DATA SUPPLIED
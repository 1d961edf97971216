pub mod expectation;
pub mod harness;
pub mod memo;

pub use expectation::{BalanceExpectation, BalanceMismatch, BalanceSnapshot, ExpectationError};
pub use harness::{Deployment, Harness, HarnessError, TransferReceipt, TransferRequest};
pub use memo::WasmHookMemo;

TASK BRIEF
Among the records, find the lines that contain "memo" and copy each of them.

YOUR SOLUTION
pub mod memo;
pub use memo::WasmHookMemo;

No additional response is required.